======== DATA IN THIS EXERCISE ========
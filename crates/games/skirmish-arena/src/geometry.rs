use std::ops::{Add, AddAssign, Mul, Sub};

/// 2D vector in arena coordinates (origin at the arena center, +y down).
#[derive(Debug, Clone, Copy, PartialEq, Default)]
pub struct Vec2 {
    pub x: f32,
    pub y: f32,
}

impl Vec2 {
    pub const ZERO: Self = Self { x: 0.0, y: 0.0 };

    pub const fn new(x: f32, y: f32) -> Self {
        Self { x, y }
    }

    /// Unit vector pointing along `angle` (radians).
    pub fn from_angle(angle: f32) -> Self {
        Self::new(angle.cos(), angle.sin())
    }

    pub fn length(self) -> f32 {
        self.length_squared().sqrt()
    }

    pub fn length_squared(self) -> f32 {
        self.x * self.x + self.y * self.y
    }

    /// Unit vector in the same direction, or zero for a zero-length vector.
    pub fn normalize_or_zero(self) -> Self {
        let len = self.length();
        if len > 0.0 { self * (1.0 / len) } else { Self::ZERO }
    }

    /// Rotate counter-clockwise by `angle` radians.
    pub fn rotate(self, angle: f32) -> Self {
        let (s, c) = angle.sin_cos();
        Self::new(self.x * c - self.y * s, self.x * s + self.y * c)
    }
}

impl Add for Vec2 {
    type Output = Self;
    fn add(self, rhs: Self) -> Self {
        Self::new(self.x + rhs.x, self.y + rhs.y)
    }
}

impl AddAssign for Vec2 {
    fn add_assign(&mut self, rhs: Self) {
        self.x += rhs.x;
        self.y += rhs.y;
    }
}

impl Sub for Vec2 {
    type Output = Self;
    fn sub(self, rhs: Self) -> Self {
        Self::new(self.x - rhs.x, self.y - rhs.y)
    }
}

impl Mul<f32> for Vec2 {
    type Output = Self;
    fn mul(self, rhs: f32) -> Self {
        Self::new(self.x * rhs, self.y * rhs)
    }
}

/// Axis-aligned rectangle with `(x, y)` at its top-left corner.
#[derive(Debug, Clone, Copy, PartialEq)]
pub struct Rect {
    pub x: f32,
    pub y: f32,
    pub w: f32,
    pub h: f32,
}

impl Rect {
    pub const fn new(x: f32, y: f32, w: f32, h: f32) -> Self {
        Self { x, y, w, h }
    }

    /// Overlap test that treats touching edges as overlapping.
    pub fn overlaps(&self, other: &Rect) -> bool {
        !(self.x > other.x + other.w
            || self.x + self.w < other.x
            || self.y > other.y + other.h
            || self.y + self.h < other.y)
    }
}

/// True if the circle strictly intersects the axis-aligned rectangle.
pub fn circle_intersects_rect(center: Vec2, radius: f32, rect: &Rect) -> bool {
    let closest = Vec2::new(
        center.x.clamp(rect.x, rect.x + rect.w),
        center.y.clamp(rect.y, rect.y + rect.h),
    );
    (center - closest).length_squared() < radius * radius
}

/// True if the circle strictly intersects a `w` x `h` rectangle centered on
/// `rect_center` and rotated by `angle` radians.
pub fn circle_intersects_rotated_rect(
    center: Vec2,
    radius: f32,
    rect_center: Vec2,
    w: f32,
    h: f32,
    angle: f32,
) -> bool {
    let local = (center - rect_center).rotate(-angle);
    let half_w = w / 2.0;
    let half_h = h / 2.0;
    let closest = Vec2::new(local.x.clamp(-half_w, half_w), local.y.clamp(-half_h, half_h));
    (local - closest).length_squared() < radius * radius
}

/// True if two circles strictly intersect.
pub fn circles_intersect(a: Vec2, ra: f32, b: Vec2, rb: f32) -> bool {
    let sum = ra + rb;
    (a - b).length_squared() < sum * sum
}

/// Round to a fixed number of decimal places for network-stable snapshots.
pub fn round_to(value: f32, decimals: i32) -> f32 {
    let factor = 10f32.powi(decimals);
    (value * factor).round() / factor
}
========
EXERCISE →
Every entry should be reproduced word for word.

RESPONSE →
filename crates/games/skirmish-arena/src/geometry.rs
use std::ops::{Add, AddAssign, Mul, Sub};

/// 2D vector in arena coordinates (origin at the arena center, +y down).
#[derive(Debug, Clone, Copy, PartialEq, Default)]
pub struct Vec2 {
    pub x: f32,
    pub y: f32,
}

impl Vec2 {
    pub const ZERO: Self = Self { x: 0.0, y: 0.0 };

    pub const fn new(x: f32, y: f32) -> Self {
        Self { x, y }
    }

    /// Unit vector pointing along `angle` (radians).
    pub fn from_angle(angle: f32) -> Self {
        Self::new(angle.cos(), angle.sin())
    }

    pub fn length(self) -> f32 {
        self.length_squared().sqrt()
    }

    pub fn length_squared(self) -> f32 {
        self.x * self.x + self.y * self.y
    }

    /// Unit vector in the same direction, or zero for a zero-length vector.
    pub fn normalize_or_zero(self) -> Self {
        let len = self.length();
        if len > 0.0 { self * (1.0 / len) } else { Self::ZERO }
    }

    /// Rotate counter-clockwise by `angle` radians.
    pub fn rotate(self, angle: f32) -> Self {
        let (s, c) = angle.sin_cos();
        Self::new(self.x * c - self.y * s, self.x * s + self.y * c)
    }
}

impl Add for Vec2 {
    type Output = Self;
    fn add(self, rhs: Self) -> Self {
        Self::new(self.x + rhs.x, self.y + rhs.y)
    }
}

impl AddAssign for Vec2 {
    fn add_assign(&mut self, rhs: Self) {
        self.x += rhs.x;
        self.y += rhs.y;
    }
}

impl Sub for Vec2 {
    type Output = Self;
    fn sub(self, rhs: Self) -> Self {
        Self::new(self.x - rhs.x, self.y - rhs.y)
    }
}

impl Mul<f32> for Vec2 {
    type Output = Self;
    fn mul(self, rhs: f32) -> Self {
        Self::new(self.x * rhs, self.y * rhs)
    }
}

/// Axis-aligned rectangle with `(x, y)` at its top-left corner.
#[derive(Debug, Clone, Copy, PartialEq)]
pub struct Rect {
    pub x: f32,
    pub y: f32,
    pub w: f32,
    pub h: f32,
}

impl Rect {
    pub const fn new(x: f32, y: f32, w: f32, h: f32) -> Self {
        Self { x, y, w, h }
    }

    /// Overlap test that treats touching edges as overlapping.
    pub fn overlaps(&self, other: &Rect) -> bool {
        !(self.x > other.x + other.w
            || self.x + self.w < other.x
            || self.y > other.y + other.h
            || self.y + self.h < other.y)
    }
}

/// True if the circle strictly intersects the axis-aligned rectangle.
pub fn circle_intersects_rect(center: Vec2, radius: f32, rect: &Rect) -> bool {
    let closest = Vec2::new(
        center.x.clamp(rect.x, rect.x + rect.w),
        center.y.clamp(rect.y, rect.y + rect.h),
    );
    (center - closest).length_squared() < radius * radius
}

/// True if the circle strictly intersects a `w` x `h` rectangle centered on
/// `rect_center` and rotated by `angle` radians.
pub fn circle_intersects_rotated_rect(
    center: Vec2,
    radius: f32,
    rect_center: Vec2,
    w: f32,
    h: f32,
    angle: f32,
) -> bool {
    let local = (center - rect_center).rotate(-angle);
    let half_w = w / 2.0;
    let half_h = h / 2.0;
    let closest = Vec2::new(local.x.clamp(-half_w, half_w), local.y.clamp(-half_h, half_h));
    (local - closest).length_squared() < radius * radius
}

/// True if two circles strictly intersect.
pub fn circles_intersect(a: Vec2, ra: f32, b: Vec2, rb: f32) -> bool {
    let sum = ra + rb;
    (a - b).length_squared() < sum * sum
}

/// Round to a fixed number of decimal places for network-stable snapshots.
pub fn round_to(value: f32, decimals: i32) -> f32 {
    let factor = 10f32.powi(decimals);
    (value * factor).round() / factor
}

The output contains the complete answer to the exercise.